> _How to complete this task_
Search the entries for lines that contain the word "failing", and report each one found.

> _Collected data entries_
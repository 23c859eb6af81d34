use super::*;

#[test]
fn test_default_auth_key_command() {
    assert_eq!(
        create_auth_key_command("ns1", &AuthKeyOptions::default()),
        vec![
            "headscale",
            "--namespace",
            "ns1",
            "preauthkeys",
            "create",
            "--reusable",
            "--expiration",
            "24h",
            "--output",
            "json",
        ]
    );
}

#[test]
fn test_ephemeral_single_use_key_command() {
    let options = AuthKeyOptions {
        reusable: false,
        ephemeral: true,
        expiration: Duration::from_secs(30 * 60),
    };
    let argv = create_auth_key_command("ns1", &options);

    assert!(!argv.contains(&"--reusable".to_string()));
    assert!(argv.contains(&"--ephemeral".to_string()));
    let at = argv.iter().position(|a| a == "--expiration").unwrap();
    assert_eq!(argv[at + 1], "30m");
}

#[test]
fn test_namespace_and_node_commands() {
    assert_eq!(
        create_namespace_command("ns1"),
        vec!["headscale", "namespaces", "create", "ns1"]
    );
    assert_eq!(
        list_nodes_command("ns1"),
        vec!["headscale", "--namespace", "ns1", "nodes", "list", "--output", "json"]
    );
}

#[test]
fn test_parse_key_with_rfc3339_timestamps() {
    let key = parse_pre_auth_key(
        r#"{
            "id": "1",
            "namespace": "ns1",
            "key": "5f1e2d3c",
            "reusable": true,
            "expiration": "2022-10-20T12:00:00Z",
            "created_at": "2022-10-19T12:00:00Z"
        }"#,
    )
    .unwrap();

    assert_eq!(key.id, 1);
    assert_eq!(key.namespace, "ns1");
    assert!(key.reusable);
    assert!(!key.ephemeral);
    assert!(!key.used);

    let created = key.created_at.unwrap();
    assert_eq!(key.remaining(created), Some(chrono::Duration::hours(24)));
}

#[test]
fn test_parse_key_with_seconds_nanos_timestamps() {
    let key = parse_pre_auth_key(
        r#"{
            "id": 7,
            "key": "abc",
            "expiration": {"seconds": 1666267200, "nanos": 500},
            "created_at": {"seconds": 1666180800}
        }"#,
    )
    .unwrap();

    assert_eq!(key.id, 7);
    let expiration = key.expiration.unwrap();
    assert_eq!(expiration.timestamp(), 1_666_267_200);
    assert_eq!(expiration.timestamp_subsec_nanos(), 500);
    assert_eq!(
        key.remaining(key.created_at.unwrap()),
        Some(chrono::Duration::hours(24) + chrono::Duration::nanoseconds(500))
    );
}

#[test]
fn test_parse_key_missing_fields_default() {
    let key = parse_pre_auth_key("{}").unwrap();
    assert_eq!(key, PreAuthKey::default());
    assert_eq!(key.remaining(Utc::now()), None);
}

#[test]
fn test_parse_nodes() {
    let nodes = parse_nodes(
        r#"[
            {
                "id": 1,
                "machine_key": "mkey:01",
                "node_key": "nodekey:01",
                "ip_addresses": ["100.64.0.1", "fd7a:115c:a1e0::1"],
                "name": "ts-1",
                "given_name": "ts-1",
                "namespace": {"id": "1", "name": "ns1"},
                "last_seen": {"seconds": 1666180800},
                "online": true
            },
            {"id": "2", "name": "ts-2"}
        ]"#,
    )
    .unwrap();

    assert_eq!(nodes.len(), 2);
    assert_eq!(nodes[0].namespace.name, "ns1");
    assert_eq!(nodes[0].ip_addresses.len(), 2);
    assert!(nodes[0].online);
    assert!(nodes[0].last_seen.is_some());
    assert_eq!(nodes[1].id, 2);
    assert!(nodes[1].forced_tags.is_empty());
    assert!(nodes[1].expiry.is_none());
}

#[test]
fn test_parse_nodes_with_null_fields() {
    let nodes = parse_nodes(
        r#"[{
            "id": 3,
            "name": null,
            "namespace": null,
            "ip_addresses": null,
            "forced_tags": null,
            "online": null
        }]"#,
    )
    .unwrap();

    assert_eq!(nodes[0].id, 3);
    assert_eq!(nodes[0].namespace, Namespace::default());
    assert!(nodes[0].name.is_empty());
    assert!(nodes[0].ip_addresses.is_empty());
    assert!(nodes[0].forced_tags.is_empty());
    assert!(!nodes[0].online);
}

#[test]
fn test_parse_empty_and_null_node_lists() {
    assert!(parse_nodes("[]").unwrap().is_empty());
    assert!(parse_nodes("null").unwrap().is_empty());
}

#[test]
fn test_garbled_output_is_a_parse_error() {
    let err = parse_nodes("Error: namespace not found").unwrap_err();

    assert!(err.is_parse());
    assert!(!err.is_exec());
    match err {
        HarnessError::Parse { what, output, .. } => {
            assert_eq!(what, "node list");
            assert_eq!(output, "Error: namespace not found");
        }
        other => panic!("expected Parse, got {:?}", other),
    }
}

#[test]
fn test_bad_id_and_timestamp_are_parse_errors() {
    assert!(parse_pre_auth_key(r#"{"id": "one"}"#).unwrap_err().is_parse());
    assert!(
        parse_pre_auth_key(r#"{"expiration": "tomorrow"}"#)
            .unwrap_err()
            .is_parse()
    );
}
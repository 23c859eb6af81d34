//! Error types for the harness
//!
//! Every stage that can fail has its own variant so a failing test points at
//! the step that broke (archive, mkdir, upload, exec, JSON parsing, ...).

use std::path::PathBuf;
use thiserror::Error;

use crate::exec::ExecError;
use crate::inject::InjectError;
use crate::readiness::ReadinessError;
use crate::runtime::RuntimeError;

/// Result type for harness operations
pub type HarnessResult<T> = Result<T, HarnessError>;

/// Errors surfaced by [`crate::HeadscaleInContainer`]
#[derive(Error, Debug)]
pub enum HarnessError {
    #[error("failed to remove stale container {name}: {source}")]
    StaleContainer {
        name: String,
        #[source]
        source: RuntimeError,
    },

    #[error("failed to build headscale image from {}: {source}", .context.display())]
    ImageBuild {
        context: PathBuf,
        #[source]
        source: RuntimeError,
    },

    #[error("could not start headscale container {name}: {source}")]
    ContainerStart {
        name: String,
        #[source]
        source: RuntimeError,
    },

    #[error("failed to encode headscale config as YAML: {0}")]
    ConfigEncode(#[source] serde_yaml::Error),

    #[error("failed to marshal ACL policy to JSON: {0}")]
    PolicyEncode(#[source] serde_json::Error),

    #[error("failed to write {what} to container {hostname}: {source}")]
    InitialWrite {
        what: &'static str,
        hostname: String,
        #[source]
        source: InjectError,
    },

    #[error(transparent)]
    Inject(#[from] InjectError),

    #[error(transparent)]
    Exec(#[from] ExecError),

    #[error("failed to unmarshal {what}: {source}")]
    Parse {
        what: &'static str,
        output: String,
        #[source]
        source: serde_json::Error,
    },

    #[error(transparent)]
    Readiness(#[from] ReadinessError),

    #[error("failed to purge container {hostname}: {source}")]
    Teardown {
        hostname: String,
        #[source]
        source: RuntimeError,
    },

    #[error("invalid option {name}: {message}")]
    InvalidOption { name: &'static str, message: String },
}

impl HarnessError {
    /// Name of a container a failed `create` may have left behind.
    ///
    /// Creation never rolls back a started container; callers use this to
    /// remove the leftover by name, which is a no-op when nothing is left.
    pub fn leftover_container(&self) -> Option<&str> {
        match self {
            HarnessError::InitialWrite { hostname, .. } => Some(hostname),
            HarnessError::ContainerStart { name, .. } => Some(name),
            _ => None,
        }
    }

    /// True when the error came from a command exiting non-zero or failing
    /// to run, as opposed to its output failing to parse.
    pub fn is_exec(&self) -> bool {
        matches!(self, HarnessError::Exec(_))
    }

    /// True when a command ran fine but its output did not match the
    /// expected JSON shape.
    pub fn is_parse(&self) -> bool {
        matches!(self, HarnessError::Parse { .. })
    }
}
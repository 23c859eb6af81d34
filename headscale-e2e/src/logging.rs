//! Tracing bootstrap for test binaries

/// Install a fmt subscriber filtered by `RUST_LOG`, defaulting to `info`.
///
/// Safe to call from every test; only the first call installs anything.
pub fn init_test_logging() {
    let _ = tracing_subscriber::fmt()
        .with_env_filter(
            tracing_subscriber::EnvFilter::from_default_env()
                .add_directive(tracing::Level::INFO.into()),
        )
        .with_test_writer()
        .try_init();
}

> _Written reply_
//! Every stage that can fail has its own variant so a failing test points at
    /// True when the error came from a command exiting non-zero or failing
    /// to run, as opposed to its output failing to parse.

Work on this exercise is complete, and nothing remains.